Take the data below and filter it for lines containing the word "filename"; show each line found.

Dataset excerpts
◇ ◇ ◇ ◇ ◇ ◇ ◇

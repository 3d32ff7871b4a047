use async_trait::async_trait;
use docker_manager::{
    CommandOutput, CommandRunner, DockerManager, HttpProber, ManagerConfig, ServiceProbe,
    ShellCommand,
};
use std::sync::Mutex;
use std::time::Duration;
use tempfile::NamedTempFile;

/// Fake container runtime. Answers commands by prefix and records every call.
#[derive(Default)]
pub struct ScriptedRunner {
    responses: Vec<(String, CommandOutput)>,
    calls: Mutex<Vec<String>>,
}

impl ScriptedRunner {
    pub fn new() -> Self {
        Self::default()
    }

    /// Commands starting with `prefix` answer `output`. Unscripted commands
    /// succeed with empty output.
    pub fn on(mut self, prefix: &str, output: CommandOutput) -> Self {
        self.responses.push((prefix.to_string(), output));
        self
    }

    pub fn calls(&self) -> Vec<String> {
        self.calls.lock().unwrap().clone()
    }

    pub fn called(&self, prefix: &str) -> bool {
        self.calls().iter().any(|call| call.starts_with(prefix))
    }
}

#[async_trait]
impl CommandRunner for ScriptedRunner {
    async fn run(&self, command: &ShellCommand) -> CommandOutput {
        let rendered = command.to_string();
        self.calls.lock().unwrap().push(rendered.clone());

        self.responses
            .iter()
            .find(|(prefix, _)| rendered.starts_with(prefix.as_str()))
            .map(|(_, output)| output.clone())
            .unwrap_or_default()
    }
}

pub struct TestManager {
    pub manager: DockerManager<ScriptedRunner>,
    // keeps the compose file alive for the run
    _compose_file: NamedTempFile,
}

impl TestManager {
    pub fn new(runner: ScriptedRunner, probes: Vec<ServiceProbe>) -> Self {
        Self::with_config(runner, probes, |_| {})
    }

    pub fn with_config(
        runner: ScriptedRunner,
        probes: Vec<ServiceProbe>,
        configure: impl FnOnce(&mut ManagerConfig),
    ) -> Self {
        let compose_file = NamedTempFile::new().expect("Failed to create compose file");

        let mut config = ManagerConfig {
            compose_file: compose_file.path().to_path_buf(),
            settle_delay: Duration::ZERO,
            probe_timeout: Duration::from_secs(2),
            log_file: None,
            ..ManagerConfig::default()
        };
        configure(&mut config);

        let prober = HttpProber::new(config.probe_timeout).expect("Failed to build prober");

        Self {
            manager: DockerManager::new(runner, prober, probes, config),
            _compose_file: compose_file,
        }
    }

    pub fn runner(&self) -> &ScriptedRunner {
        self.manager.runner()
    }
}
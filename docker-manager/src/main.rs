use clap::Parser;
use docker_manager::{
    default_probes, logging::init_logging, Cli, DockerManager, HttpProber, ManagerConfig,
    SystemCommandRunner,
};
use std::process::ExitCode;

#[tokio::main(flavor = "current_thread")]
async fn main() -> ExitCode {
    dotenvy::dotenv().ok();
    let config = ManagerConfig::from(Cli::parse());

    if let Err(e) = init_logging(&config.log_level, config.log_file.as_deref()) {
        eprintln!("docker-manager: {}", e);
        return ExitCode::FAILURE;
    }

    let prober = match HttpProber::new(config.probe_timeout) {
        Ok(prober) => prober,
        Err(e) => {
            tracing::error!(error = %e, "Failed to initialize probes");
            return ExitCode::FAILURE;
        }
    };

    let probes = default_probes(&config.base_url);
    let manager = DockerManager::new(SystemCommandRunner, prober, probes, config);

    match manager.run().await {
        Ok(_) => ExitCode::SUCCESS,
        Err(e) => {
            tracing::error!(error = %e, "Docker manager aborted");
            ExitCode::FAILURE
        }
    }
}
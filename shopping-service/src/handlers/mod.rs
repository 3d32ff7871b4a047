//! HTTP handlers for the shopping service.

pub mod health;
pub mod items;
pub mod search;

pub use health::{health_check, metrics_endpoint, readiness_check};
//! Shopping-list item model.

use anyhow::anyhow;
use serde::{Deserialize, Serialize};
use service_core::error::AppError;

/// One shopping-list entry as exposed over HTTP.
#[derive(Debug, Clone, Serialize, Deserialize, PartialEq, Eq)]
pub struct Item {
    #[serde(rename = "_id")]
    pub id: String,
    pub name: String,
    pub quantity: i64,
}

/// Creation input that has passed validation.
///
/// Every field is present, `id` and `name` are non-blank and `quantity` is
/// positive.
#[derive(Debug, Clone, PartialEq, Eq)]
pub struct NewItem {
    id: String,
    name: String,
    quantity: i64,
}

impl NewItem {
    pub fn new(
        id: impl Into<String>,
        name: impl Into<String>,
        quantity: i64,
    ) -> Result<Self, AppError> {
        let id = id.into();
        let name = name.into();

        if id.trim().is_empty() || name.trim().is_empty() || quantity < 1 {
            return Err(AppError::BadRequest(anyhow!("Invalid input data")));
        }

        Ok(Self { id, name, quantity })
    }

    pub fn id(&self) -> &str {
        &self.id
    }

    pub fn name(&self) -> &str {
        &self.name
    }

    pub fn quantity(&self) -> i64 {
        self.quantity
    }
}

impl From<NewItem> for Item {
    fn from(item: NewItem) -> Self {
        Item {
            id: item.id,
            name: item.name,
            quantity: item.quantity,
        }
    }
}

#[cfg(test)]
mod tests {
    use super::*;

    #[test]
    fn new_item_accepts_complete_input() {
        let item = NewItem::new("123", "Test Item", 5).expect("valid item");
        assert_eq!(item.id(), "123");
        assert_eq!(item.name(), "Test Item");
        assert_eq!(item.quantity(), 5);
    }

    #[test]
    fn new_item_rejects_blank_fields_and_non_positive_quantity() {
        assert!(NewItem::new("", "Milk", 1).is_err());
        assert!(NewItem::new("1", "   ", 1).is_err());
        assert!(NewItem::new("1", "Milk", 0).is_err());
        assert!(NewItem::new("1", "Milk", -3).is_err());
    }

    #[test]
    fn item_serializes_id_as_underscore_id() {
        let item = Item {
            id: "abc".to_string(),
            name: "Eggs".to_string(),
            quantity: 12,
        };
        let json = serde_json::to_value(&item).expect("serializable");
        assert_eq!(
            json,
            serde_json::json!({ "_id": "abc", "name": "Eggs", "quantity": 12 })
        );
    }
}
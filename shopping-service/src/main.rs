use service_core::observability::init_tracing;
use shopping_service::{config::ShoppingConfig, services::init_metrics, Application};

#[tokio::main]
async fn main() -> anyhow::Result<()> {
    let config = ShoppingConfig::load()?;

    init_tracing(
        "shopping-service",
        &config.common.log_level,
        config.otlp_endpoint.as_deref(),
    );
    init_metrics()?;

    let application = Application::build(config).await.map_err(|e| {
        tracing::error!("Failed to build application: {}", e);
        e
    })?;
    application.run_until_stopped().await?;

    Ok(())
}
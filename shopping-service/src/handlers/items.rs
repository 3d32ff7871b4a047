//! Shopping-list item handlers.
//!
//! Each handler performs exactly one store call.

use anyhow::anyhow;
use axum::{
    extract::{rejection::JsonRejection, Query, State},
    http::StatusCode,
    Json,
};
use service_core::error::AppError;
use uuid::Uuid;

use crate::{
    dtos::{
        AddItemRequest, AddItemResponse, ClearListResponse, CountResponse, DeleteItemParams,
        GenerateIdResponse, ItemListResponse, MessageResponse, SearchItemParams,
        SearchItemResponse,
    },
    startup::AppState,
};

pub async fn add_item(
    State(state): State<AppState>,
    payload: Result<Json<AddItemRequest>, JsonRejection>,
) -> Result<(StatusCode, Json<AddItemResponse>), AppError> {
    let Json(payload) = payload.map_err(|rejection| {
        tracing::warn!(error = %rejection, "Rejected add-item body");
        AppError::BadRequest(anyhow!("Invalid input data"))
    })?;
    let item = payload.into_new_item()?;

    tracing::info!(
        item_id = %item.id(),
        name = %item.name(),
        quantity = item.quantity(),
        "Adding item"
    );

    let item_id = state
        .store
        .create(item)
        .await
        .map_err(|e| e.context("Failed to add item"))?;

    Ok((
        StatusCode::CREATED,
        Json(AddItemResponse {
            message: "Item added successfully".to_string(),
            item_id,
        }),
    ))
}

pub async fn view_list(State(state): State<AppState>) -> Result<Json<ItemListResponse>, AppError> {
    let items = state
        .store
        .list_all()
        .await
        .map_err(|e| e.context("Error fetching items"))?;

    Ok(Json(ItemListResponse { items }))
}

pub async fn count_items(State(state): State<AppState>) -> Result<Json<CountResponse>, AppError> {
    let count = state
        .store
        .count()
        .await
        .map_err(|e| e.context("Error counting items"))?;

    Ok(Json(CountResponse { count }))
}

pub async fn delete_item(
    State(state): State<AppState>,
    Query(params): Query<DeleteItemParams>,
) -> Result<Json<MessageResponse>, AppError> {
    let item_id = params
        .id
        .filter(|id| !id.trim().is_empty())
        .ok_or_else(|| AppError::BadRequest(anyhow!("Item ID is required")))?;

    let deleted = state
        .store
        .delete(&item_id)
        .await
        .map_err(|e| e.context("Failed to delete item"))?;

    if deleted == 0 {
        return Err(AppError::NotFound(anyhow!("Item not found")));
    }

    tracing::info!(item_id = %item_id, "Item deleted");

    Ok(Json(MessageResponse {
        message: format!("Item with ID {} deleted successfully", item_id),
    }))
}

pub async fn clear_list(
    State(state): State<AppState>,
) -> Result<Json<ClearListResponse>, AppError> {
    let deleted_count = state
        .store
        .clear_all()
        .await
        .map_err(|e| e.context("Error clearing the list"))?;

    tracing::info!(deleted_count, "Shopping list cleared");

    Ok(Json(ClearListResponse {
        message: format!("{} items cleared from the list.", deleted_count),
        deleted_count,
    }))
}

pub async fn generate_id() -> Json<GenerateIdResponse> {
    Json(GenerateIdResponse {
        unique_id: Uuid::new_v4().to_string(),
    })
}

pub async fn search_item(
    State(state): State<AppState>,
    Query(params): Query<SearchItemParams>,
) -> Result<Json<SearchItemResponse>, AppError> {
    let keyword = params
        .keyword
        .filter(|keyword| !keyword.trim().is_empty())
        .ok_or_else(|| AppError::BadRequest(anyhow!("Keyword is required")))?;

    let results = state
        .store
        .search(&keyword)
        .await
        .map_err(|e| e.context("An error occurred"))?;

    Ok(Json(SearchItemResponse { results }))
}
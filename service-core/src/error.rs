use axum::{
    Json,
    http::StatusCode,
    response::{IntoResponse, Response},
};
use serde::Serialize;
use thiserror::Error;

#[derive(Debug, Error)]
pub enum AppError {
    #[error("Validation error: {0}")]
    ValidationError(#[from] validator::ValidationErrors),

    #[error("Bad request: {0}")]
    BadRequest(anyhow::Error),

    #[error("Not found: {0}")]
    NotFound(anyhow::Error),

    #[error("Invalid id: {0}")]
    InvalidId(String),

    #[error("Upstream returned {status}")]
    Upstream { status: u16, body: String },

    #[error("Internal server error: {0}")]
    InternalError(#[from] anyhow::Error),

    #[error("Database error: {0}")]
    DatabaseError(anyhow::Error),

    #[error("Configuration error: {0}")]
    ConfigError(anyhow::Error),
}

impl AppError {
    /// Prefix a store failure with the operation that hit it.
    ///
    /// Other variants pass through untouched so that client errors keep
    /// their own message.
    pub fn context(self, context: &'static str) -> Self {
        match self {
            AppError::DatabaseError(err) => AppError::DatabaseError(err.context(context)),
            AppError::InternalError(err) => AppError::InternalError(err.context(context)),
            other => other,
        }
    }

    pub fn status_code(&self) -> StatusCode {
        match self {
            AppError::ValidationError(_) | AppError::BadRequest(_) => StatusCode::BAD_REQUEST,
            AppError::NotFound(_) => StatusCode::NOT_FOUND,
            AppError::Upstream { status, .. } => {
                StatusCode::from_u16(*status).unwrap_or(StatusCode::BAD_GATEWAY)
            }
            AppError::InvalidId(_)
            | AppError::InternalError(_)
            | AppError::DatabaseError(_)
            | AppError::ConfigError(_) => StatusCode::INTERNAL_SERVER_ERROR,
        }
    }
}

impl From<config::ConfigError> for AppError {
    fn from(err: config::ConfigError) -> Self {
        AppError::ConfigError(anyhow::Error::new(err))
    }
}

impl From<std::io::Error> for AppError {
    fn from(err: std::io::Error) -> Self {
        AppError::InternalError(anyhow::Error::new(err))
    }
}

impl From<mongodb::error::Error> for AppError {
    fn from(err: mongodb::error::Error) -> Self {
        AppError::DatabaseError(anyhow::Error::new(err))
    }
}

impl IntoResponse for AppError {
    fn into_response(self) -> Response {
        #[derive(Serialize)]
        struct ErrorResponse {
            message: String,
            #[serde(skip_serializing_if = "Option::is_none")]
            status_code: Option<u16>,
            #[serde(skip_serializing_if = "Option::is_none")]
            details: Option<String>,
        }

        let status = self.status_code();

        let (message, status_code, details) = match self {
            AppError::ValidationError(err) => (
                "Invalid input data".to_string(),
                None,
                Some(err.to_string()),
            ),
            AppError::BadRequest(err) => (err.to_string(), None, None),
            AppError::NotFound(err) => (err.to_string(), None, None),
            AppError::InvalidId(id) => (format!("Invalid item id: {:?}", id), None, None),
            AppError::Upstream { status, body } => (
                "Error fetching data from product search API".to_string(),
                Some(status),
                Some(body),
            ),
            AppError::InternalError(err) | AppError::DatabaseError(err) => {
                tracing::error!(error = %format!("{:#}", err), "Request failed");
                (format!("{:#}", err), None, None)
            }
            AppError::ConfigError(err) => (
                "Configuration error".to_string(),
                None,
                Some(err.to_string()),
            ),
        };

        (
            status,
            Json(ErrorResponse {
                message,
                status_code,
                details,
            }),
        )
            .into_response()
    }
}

◇ ◇ ◇ ◇ ◇ ◇ ◇

RESPONSE TO THE EXERCISE:
filename docker-manager/src/main.rs
filename shopping-service/src/handlers/mod.rs
filename shopping-service/src/main.rs
filename shopping-service/src/handlers/items.rs
filename service-core/src/error.rs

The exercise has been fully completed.